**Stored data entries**
[Start of section]
//! Fan-in from the alignment pipeline to per-stream playlists.
//!
//! The notifier owns one [`MediaPlaylist`] per registered stream and
//! translates pipeline events (new segments, key frames, aligned cues,
//! encryption updates) into playlist operations, republishing the playlist
//! file as it grows.

use std::collections::HashMap;
use std::fmt::Write as _;
use std::path::PathBuf;

use base64::{engine::general_purpose::STANDARD as BASE64, Engine as _};
use tracing::{debug, warn};

use splicepack_chunking::{CueEvent, CueEventType};
use splicepack_hls::{
    EncryptionMethod, HlsError, HlsParams, MediaInfo, MediaPlaylist, Result, SignalExitEntry,
    SignalReturnEntry, SpliceType,
};

fn hex_prefixed(bytes: &[u8]) -> String {
    let mut out = String::with_capacity(2 + bytes.len() * 2);
    out.push_str("0x");
    for byte in bytes {
        let _ = write!(out, "{byte:02x}");
    }
    out
}

struct RegisteredStream {
    playlist: MediaPlaylist,
    playlist_path: PathBuf,
}

/// Routes pipeline events onto per-stream media playlists.
pub struct PlaylistNotifier {
    hls_params: HlsParams,
    output_dir: PathBuf,
    streams: HashMap<u32, RegisteredStream>,
    next_stream_id: u32,
}

impl PlaylistNotifier {
    /// Create a notifier writing playlists under `output_dir`.
    pub fn new(hls_params: HlsParams, output_dir: impl Into<PathBuf>) -> Result<Self> {
        hls_params.validate()?;
        Ok(Self {
            hls_params,
            output_dir: output_dir.into(),
            streams: HashMap::new(),
            next_stream_id: 0,
        })
    }

    /// Register a stream and its playlist file. Returns the stream id used
    /// by the other operations.
    pub fn register_stream(
        &mut self,
        media_info: MediaInfo,
        playlist_name: &str,
        name: &str,
        group_id: &str,
    ) -> Result<u32> {
        let mut playlist =
            MediaPlaylist::new(self.hls_params.clone(), playlist_name, name, group_id);
        playlist.set_media_info(media_info)?;

        let stream_id = self.next_stream_id;
        self.next_stream_id += 1;
        let playlist_path = self.output_dir.join(playlist_name);
        self.streams.insert(
            stream_id,
            RegisteredStream {
                playlist,
                playlist_path,
            },
        );
        debug!(stream_id, playlist_name, "registered stream");
        Ok(stream_id)
    }

    /// Append a segment and republish the playlist.
    pub fn on_new_segment(
        &mut self,
        stream_id: u32,
        segment_name: &str,
        start_time: i64,
        duration: i64,
        start_byte_offset: u64,
        size: u64,
    ) -> Result<()> {
        let stream = self.stream_mut(stream_id)?;
        stream
            .playlist
            .add_segment(segment_name, start_time, duration, start_byte_offset, size);
        stream.playlist.write_to_file(&stream.playlist_path)
    }

    /// Record a video key frame for the stream's trick-play playlist.
    pub fn on_key_frame(
        &mut self,
        stream_id: u32,
        timestamp: i64,
        start_byte_offset: u64,
        size: u64,
    ) -> Result<()> {
        let stream = self.stream_mut(stream_id)?;
        stream
            .playlist
            .add_key_frame(timestamp, start_byte_offset, size);
        Ok(())
    }

    /// Apply an aligned cue event to the stream's playlist.
    ///
    /// The playlist file is not republished here; the entry becomes visible
    /// with the next segment write or flush.
    pub fn on_cue_event(&mut self, stream_id: u32, cue: &CueEvent) -> Result<()> {
        let stream = self.stream_mut(stream_id)?;

        match (cue.cue_type, &cue.signal) {
            (CueEventType::PlacementOpportunity, _) => {
                stream.playlist.add_placement_opportunity();
            }
            (CueEventType::Scte35, Some(signal)) if signal.is_start() => {
                let descriptor = &signal.descriptor;
                let mut entry = SignalExitEntry::new(SpliceType::LiveDai)
                    .with_event_id(descriptor.event_id)
                    .with_segmentation_type_id(descriptor.segmentation_type_id);
                if cue.duration > 0.0 {
                    entry = entry.with_duration(cue.duration);
                }
                if !descriptor.upid.data.is_empty() {
                    entry = entry.with_upid(BASE64.encode(&descriptor.upid.data));
                }
                if let Some(restrictions) = descriptor.restrictions {
                    entry = entry.with_restrictions(restrictions);
                }
                stream.playlist.add_signal_exit(entry);
            }
            (CueEventType::Scte35, Some(signal)) if signal.is_end() => {
                let duration = (cue.duration > 0.0).then_some(cue.duration);
                stream
                    .playlist
                    .add_signal_return(SignalReturnEntry::new(SpliceType::LiveDai, duration));
            }
            (CueEventType::Scte35, _) => {
                warn!(stream_id, "cue event carries no classifiable signal");
            }
        }

        Ok(())
    }

    /// Apply an encryption update. Key id and IV arrive as raw bytes and
    /// render hex-prefixed.
    #[allow(clippy::too_many_arguments)]
    pub fn on_encryption_update(
        &mut self,
        stream_id: u32,
        method: EncryptionMethod,
        key_uri: &str,
        key_id: &[u8],
        iv: &[u8],
        key_format: &str,
        key_format_versions: &str,
    ) -> Result<()> {
        let stream = self.stream_mut(stream_id)?;
        let key_id_hex = if key_id.is_empty() {
            String::new()
        } else {
            hex_prefixed(key_id)
        };
        let iv_hex = if iv.is_empty() {
            String::new()
        } else {
            hex_prefixed(iv)
        };
        stream.playlist.add_encryption_info(
            method,
            key_uri,
            &key_id_hex,
            &iv_hex,
            key_format,
            key_format_versions,
        );
        Ok(())
    }

    /// Write out every registered playlist.
    pub fn flush(&mut self) -> Result<()> {
        for stream in self.streams.values_mut() {
            stream.playlist.write_to_file(&stream.playlist_path)?;
        }
        Ok(())
    }

    /// Read access to a stream's playlist.
    pub fn playlist(&self, stream_id: u32) -> Option<&MediaPlaylist> {
        self.streams.get(&stream_id).map(|s| &s.playlist)
    }

    fn stream_mut(&mut self, stream_id: u32) -> Result<&mut RegisteredStream> {
        self.streams
            .get_mut(&stream_id)
            .ok_or(HlsError::UnknownStream(stream_id))
    }
}

#[cfg(test)]
mod tests {
    use super::*;
    use splicepack_scte35::{
        DeliveryRestrictions, Scte35Event, SegmentationDescriptor, SegmentationUpid,
        SPLICE_DESCRIPTOR_IDENTIFIER,
    };
    use tempfile::tempdir;

    fn audio_media_info() -> MediaInfo {
        MediaInfo {
            audio: Some(splicepack_hls::AudioInfo {
                time_scale: 90_000,
                codec: "mp4a.40.2".into(),
                language: Some("en".into()),
                channels: 2,
            }),
            segment_template: Some("a-$Number$.m4s".into()),
            ..MediaInfo::default()
        }
    }

    fn start_signal() -> Scte35Event {
        Scte35Event {
            start_time_pts: 900_000,
            duration: 30 * 90_000,
            descriptor: SegmentationDescriptor {
                identifier: SPLICE_DESCRIPTOR_IDENTIFIER,
                event_id: 0x1234,
                cancel: false,
                restrictions: Some(DeliveryRestrictions {
                    web_delivery_allowed: false,
                    no_regional_blackout: true,
                    archive_allowed: false,
                    device_restrictions: 0,
                }),
                components: None,
                duration: Some(30 * 90_000),
                upid: SegmentationUpid {
                    upid_type: 0x09,
                    data: vec![0x08, 0x08, 0x01, 0x02],
                },
                segmentation_type_id: 0x30,
                segment_num: 0,
                segments_expected: 0,
                sub_segment_num: None,
                sub_segments_expected: None,
            },
        }
    }

    #[test]
    fn test_unknown_stream_rejected() {
        let dir = tempdir().unwrap();
        let mut notifier = PlaylistNotifier::new(HlsParams::default(), dir.path()).unwrap();
        let err = notifier
            .on_new_segment(42, "s.m4s", 0, 90_000, 0, 1000)
            .unwrap_err();
        assert!(matches!(err, HlsError::UnknownStream(42)));
    }

    #[test]
    fn test_cue_event_renders_signal_exit_with_base64_upid() {
        let dir = tempdir().unwrap();
        let mut notifier = PlaylistNotifier::new(HlsParams::default(), dir.path()).unwrap();
        let id = notifier
            .register_stream(audio_media_info(), "audio.m3u8", "audio", "a")
            .unwrap();

        let cue = splicepack_chunking::CueEvent::from_scte35(start_signal());
        notifier.on_cue_event(id, &cue).unwrap();
        notifier
            .on_new_segment(id, "a-1.m4s", 900_000, 180_000, 0, 64_000)
            .unwrap();

        let content = std::fs::read_to_string(dir.path().join("audio.m3u8")).unwrap();
        assert!(content.contains("#EXT-X-SIGNAL-EXIT:30.000,SpliceType=LiveDAI"));
        assert!(content.contains("segmentationUpid=CAgBAg=="));
        assert!(content.contains("segmentationTypeId=48"));
        assert!(content.contains("noRegionalBlackoutFlag=1"));
    }

    #[test]
    fn test_encryption_update_hex_rendering() {
        let dir = tempdir().unwrap();
        let mut notifier = PlaylistNotifier::new(HlsParams::default(), dir.path()).unwrap();
        let id = notifier
            .register_stream(audio_media_info(), "audio.m3u8", "audio", "a")
            .unwrap();

        notifier
            .on_encryption_update(
                id,
                EncryptionMethod::SampleAes,
                "skd://key",
                &[0xAB, 0xCD],
                &[0x01, 0x02],
                "com.apple.streamingkeydelivery",
                "1",
            )
            .unwrap();
        notifier.flush().unwrap();

        let content = std::fs::read_to_string(dir.path().join("audio.m3u8")).unwrap();
        assert!(content.contains(
            "#EXT-X-KEY:METHOD=SAMPLE-AES,URI=\"skd://key\",KEYID=0xabcd,IV=0x0102,\
             KEYFORMATVERSIONS=\"1\",KEYFORMAT=\"com.apple.streamingkeydelivery\""
        ));
    }
}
[End of section]
**Work to be completed**
The expected answer is every line in the data above that carries the string "contains".

**Task output**
        assert!(content.contains("#EXT-X-SIGNAL-EXIT:30.000,SpliceType=LiveDAI"));
        assert!(content.contains("segmentationUpid=CAgBAg=="));
        assert!(content.contains("segmentationTypeId=48"));
        assert!(content.contains("noRegionalBlackoutFlag=1"));
        assert!(content.contains(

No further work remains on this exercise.